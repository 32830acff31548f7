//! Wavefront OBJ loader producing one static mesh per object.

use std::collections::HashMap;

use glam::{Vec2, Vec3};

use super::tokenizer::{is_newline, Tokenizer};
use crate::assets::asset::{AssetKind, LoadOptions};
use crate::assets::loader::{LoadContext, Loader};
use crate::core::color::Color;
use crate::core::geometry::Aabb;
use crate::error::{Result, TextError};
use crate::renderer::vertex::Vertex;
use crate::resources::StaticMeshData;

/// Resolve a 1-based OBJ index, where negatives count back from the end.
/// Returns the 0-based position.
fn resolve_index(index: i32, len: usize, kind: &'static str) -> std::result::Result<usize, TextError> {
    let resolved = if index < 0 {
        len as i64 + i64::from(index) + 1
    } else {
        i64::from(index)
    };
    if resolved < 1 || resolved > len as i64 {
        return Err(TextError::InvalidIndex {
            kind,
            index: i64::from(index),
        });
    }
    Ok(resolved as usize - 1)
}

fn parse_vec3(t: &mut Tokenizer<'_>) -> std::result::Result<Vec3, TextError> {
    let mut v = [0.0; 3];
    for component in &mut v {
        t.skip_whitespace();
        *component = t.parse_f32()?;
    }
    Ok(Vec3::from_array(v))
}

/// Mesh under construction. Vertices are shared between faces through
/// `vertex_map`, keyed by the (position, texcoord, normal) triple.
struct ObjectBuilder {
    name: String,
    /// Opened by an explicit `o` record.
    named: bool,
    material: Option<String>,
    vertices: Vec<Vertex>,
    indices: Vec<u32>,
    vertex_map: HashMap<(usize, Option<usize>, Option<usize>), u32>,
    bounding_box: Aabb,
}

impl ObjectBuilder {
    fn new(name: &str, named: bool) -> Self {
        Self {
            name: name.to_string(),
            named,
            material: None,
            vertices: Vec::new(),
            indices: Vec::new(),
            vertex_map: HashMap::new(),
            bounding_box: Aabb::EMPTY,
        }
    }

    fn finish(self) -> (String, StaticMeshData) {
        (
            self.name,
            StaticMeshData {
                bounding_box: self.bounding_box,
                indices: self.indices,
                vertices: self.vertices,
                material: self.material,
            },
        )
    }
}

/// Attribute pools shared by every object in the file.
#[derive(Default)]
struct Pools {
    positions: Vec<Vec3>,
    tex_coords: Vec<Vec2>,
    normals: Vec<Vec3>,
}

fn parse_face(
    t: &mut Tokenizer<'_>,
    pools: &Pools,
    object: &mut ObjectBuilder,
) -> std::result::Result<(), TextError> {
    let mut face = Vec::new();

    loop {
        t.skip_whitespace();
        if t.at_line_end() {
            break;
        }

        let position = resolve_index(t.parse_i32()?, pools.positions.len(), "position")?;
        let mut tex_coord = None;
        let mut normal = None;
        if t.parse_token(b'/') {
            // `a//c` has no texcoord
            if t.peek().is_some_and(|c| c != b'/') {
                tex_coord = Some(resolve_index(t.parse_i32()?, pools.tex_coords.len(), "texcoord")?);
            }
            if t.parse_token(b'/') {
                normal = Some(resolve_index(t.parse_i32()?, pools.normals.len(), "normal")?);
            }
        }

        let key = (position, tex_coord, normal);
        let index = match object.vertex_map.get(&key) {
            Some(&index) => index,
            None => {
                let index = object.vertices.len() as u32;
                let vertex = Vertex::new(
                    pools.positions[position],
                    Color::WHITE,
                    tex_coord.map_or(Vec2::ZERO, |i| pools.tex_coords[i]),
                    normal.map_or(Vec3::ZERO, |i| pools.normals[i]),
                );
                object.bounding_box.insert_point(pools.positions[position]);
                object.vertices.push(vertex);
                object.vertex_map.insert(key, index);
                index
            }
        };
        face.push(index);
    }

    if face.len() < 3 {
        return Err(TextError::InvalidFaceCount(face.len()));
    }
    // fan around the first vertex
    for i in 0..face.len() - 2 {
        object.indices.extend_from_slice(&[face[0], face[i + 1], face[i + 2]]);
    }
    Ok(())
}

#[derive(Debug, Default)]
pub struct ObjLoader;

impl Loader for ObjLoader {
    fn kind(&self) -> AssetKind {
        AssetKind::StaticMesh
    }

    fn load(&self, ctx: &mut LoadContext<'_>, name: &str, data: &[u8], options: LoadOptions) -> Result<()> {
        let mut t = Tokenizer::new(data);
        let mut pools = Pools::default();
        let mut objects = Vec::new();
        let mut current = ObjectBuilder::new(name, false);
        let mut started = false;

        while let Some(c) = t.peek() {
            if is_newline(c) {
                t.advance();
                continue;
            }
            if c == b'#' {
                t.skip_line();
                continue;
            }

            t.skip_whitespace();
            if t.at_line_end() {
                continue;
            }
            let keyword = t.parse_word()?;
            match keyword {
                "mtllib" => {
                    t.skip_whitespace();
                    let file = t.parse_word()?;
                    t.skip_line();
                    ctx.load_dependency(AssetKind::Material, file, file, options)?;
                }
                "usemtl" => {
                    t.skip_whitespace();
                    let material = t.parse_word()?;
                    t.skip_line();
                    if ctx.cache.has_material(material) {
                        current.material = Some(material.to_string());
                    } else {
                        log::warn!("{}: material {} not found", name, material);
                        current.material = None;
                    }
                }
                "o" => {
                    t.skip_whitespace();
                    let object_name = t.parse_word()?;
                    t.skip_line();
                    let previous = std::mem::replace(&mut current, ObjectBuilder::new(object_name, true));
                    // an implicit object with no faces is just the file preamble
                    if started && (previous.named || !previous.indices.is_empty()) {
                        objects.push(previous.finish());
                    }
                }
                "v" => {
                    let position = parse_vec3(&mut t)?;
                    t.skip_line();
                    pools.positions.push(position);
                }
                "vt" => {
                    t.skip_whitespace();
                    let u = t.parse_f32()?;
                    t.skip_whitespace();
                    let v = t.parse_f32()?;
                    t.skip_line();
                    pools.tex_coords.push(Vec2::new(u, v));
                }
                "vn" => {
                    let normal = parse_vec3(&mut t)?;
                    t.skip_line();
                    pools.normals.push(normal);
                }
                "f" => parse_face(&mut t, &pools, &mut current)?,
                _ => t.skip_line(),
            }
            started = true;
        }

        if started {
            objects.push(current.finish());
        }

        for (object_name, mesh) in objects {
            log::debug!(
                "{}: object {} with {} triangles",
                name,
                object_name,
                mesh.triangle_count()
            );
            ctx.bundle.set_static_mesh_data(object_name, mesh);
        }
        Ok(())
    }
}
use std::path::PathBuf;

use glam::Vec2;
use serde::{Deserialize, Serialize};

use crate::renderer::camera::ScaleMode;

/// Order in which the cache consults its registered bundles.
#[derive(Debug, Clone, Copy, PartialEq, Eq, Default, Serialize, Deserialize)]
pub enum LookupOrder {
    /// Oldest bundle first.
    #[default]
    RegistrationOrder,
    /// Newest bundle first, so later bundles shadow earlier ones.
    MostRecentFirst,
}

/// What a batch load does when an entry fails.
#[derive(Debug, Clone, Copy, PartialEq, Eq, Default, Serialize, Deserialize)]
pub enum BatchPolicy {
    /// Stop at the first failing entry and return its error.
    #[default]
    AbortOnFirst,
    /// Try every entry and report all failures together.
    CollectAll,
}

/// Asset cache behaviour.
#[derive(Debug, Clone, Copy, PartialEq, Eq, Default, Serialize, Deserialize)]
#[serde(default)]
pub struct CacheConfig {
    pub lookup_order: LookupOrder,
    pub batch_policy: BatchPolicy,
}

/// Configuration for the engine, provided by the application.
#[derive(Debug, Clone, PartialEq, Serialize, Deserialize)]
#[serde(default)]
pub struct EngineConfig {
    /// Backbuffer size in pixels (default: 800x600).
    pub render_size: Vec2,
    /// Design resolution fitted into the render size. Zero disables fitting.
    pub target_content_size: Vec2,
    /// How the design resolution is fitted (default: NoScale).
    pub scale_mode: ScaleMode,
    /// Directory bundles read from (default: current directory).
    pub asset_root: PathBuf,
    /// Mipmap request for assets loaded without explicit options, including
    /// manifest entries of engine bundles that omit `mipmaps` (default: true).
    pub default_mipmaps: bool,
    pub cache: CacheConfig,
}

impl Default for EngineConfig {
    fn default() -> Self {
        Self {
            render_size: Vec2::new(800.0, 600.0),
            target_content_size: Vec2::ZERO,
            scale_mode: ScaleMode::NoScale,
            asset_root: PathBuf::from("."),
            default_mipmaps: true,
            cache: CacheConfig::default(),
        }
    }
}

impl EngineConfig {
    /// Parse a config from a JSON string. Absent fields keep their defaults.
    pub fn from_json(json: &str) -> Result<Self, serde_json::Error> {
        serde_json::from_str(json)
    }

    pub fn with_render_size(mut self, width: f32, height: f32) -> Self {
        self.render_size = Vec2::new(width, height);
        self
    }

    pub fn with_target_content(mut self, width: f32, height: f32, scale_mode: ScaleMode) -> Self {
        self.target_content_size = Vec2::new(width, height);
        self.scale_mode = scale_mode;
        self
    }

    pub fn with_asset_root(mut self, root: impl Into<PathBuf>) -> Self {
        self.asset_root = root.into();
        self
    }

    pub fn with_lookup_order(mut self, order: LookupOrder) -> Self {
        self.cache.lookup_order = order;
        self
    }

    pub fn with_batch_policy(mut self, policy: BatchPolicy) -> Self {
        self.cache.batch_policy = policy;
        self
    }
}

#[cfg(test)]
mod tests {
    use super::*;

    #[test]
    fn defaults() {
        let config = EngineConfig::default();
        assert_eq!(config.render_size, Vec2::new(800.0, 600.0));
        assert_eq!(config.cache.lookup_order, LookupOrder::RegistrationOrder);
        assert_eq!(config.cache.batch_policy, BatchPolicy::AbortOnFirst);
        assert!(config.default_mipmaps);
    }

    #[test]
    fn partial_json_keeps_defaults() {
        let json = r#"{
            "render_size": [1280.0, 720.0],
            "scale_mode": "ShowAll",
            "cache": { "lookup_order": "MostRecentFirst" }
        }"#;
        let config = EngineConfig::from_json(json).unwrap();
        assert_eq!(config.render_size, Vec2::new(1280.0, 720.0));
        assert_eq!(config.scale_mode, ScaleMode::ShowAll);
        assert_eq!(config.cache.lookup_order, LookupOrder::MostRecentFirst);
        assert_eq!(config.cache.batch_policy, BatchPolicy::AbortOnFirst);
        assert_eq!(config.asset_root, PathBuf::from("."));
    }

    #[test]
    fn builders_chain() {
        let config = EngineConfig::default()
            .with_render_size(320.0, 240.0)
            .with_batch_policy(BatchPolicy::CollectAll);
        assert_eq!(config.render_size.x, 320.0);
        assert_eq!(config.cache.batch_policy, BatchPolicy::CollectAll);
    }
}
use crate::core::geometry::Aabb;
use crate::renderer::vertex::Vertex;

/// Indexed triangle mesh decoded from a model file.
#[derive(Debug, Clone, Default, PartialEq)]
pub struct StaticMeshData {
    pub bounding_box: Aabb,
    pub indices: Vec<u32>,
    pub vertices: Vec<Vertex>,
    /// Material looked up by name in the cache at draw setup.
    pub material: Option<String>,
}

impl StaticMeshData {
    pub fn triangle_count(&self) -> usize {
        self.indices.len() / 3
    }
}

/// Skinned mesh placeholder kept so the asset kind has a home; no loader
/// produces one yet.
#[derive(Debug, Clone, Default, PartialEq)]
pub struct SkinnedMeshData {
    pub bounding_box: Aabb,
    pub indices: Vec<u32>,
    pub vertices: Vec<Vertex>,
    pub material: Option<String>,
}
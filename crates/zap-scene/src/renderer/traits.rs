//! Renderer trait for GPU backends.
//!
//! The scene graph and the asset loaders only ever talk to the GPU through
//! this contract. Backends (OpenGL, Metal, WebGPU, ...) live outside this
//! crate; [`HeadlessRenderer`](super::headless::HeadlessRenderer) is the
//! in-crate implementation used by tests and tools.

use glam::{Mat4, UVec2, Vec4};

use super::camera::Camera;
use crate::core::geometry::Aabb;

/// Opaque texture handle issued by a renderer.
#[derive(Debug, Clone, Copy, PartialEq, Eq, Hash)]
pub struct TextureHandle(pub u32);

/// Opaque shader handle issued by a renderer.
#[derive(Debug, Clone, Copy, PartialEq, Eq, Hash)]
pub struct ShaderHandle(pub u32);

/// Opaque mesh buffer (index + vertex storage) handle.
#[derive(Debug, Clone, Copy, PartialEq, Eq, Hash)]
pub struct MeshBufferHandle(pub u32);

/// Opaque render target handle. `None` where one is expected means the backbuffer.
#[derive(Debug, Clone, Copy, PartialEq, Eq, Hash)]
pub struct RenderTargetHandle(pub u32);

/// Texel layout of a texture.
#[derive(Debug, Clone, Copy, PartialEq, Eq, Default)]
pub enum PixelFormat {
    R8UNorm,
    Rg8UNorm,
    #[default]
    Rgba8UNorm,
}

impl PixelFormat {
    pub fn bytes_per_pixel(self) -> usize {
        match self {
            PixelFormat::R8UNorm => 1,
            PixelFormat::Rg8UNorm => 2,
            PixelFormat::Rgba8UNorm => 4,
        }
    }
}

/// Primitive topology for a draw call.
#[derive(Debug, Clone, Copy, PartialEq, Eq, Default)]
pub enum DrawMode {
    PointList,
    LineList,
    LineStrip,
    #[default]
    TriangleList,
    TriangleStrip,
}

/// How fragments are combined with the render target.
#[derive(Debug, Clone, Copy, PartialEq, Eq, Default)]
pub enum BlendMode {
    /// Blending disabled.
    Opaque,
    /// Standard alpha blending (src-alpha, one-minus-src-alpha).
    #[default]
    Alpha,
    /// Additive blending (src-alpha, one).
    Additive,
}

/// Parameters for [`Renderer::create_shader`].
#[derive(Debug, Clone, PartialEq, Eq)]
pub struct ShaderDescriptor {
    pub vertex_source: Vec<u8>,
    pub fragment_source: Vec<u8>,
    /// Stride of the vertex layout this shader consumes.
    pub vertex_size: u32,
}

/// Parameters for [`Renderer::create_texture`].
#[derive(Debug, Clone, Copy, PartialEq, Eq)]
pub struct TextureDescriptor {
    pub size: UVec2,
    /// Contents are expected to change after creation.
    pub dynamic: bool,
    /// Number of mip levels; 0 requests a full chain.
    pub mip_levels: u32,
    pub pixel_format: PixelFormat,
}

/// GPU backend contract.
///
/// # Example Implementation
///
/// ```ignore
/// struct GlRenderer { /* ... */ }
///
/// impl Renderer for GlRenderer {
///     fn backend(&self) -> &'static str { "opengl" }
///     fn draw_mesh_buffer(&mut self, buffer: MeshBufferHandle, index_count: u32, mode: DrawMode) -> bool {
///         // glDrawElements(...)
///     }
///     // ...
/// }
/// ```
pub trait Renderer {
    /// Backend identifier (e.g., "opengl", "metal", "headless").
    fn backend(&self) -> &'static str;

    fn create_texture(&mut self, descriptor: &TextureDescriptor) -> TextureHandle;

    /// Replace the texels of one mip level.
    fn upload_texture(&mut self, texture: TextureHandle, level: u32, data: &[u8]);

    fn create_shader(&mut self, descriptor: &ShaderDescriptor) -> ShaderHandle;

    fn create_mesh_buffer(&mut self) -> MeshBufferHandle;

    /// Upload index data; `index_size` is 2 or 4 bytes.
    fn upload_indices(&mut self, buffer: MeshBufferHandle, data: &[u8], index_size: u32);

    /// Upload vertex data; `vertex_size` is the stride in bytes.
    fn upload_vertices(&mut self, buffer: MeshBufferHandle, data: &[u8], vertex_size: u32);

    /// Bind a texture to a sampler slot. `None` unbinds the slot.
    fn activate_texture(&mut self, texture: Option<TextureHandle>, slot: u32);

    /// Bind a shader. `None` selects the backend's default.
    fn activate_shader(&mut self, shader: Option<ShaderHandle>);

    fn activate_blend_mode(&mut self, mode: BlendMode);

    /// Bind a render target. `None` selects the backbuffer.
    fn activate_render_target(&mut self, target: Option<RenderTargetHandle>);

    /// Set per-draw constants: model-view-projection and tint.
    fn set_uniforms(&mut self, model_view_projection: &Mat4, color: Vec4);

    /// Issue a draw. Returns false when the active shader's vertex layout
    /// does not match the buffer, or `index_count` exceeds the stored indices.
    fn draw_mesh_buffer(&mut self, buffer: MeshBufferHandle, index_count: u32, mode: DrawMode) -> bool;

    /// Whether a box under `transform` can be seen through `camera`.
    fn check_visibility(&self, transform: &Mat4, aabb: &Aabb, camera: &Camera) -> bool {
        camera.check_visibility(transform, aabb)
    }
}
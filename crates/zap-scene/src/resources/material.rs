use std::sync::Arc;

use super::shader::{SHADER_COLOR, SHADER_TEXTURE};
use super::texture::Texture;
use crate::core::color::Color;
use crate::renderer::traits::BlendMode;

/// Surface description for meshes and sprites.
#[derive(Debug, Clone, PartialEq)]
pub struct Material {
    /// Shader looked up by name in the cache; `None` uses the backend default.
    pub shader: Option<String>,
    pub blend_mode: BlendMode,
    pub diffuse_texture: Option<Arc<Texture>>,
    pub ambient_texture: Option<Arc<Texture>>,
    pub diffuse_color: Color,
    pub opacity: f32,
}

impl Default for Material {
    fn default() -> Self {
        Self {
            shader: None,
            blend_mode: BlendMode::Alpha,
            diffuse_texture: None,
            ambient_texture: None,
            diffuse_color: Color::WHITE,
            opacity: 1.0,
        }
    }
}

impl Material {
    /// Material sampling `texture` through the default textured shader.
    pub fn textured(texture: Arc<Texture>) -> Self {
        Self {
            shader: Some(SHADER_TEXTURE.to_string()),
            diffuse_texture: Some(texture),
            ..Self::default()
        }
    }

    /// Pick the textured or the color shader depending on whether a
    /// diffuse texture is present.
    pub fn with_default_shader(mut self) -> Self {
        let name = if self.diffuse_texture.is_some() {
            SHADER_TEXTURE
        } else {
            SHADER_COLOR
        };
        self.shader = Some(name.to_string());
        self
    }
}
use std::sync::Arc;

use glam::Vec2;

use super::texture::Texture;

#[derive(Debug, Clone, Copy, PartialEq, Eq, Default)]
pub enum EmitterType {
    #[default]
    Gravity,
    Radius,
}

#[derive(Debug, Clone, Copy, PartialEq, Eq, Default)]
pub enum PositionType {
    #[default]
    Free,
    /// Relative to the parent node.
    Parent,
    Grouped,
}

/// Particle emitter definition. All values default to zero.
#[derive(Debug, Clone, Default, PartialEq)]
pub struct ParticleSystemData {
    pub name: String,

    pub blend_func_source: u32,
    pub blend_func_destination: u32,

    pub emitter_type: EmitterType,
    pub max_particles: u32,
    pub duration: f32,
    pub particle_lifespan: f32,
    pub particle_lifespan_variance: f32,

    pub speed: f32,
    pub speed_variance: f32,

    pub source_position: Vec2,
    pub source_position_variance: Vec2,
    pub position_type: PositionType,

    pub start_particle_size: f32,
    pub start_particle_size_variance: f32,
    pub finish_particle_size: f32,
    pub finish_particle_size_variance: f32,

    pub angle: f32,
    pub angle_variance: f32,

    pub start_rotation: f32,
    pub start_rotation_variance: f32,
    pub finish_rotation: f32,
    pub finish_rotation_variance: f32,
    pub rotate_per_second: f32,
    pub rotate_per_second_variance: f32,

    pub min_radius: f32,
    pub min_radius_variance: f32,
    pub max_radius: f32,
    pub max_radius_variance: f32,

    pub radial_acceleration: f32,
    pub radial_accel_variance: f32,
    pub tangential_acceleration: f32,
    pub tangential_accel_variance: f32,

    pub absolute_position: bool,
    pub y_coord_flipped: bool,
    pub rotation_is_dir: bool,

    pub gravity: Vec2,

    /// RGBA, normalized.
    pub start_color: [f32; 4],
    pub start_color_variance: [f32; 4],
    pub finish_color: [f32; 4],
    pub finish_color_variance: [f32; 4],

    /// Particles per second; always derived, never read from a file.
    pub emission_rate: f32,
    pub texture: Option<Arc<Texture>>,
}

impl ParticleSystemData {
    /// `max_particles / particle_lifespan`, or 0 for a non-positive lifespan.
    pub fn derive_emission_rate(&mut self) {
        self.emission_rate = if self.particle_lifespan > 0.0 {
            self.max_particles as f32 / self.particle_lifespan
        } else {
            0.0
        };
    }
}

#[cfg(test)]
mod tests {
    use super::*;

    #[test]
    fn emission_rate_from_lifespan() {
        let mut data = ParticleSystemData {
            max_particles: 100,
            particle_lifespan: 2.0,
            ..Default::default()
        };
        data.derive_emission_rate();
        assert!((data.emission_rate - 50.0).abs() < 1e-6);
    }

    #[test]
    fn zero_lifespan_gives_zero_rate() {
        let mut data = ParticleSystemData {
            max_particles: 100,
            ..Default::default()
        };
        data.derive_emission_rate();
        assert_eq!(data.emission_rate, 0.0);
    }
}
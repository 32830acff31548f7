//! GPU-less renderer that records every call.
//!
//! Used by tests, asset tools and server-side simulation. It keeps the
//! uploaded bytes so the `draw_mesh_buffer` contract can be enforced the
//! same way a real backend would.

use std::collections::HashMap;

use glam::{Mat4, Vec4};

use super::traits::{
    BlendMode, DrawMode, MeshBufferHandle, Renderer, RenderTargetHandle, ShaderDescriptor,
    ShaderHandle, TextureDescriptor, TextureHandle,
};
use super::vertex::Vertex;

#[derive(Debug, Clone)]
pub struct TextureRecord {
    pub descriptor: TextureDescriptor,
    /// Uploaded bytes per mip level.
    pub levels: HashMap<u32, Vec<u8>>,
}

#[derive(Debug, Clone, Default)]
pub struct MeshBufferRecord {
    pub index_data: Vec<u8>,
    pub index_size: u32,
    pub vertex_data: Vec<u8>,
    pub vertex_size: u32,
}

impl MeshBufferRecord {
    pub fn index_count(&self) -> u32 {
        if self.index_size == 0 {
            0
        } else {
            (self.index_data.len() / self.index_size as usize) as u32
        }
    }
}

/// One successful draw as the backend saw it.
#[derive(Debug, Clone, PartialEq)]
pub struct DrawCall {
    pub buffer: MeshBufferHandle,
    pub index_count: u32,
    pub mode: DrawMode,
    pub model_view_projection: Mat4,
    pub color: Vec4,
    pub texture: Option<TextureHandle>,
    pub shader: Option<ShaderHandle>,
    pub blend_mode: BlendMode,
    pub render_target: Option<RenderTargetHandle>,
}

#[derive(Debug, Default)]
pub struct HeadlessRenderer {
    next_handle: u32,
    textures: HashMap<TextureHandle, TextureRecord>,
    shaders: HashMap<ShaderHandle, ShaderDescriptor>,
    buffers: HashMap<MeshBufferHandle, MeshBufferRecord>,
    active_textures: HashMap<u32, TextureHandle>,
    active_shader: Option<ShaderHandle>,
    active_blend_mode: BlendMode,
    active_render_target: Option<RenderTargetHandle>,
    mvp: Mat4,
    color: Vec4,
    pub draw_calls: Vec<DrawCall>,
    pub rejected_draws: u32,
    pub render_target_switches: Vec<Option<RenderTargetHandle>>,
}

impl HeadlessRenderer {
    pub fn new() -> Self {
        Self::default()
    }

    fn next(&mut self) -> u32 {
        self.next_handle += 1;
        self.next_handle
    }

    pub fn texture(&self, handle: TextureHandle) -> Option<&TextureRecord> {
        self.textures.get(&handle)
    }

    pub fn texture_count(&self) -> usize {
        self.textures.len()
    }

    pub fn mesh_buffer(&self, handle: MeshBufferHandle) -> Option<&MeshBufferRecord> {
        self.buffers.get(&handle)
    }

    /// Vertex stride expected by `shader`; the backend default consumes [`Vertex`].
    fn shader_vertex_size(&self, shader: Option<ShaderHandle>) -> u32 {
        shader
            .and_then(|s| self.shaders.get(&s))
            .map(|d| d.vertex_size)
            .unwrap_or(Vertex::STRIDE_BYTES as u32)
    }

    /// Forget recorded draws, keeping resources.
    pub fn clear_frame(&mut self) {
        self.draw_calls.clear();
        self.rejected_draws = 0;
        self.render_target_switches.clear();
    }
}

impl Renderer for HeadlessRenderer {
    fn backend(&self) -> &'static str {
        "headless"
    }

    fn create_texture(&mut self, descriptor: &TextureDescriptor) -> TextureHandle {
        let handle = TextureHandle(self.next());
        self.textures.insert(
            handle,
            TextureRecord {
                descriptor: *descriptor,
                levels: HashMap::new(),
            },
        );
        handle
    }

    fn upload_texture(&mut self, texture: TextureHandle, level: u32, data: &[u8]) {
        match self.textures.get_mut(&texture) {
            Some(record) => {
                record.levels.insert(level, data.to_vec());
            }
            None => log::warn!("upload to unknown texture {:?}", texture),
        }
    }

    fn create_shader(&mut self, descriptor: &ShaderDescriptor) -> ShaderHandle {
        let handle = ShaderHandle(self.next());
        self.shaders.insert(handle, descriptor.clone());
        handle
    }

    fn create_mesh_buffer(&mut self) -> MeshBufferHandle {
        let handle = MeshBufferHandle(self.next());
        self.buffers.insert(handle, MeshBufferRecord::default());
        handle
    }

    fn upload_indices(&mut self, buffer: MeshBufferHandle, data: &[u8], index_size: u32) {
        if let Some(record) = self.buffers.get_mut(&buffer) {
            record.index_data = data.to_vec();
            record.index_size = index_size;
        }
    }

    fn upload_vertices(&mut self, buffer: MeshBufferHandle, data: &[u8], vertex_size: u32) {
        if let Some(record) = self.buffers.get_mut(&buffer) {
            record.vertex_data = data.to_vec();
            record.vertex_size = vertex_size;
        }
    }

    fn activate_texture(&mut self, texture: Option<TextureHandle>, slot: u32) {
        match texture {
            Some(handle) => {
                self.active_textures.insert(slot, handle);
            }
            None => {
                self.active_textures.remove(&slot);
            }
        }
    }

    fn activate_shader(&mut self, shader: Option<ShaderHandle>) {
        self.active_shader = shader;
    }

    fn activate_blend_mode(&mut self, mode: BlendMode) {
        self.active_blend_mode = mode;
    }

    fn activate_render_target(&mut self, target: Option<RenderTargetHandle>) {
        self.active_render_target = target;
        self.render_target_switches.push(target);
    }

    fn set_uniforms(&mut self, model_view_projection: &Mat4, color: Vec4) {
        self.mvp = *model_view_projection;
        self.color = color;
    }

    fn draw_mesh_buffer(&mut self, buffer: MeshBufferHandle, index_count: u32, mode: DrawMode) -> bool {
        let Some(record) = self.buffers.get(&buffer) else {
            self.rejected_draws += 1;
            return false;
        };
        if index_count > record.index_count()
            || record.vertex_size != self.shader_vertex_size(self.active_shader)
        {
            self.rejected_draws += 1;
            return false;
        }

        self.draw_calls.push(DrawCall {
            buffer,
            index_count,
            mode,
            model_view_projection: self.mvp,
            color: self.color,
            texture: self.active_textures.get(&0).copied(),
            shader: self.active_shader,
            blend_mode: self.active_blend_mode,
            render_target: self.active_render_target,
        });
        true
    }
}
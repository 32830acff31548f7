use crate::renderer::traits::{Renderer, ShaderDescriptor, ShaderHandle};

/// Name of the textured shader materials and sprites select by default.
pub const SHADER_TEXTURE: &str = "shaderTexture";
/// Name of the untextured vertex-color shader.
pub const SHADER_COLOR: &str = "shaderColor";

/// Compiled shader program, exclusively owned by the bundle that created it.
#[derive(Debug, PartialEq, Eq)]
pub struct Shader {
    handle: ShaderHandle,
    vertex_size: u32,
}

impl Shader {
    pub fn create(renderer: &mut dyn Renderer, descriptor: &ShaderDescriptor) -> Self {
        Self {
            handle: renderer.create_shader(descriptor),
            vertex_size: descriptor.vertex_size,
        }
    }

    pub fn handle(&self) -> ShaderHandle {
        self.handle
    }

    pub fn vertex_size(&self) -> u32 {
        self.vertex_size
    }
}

→ Instructions for the task:
Within the preceding material, tally each line that holds the word "positions". Write down only the total.

→ Result below:
5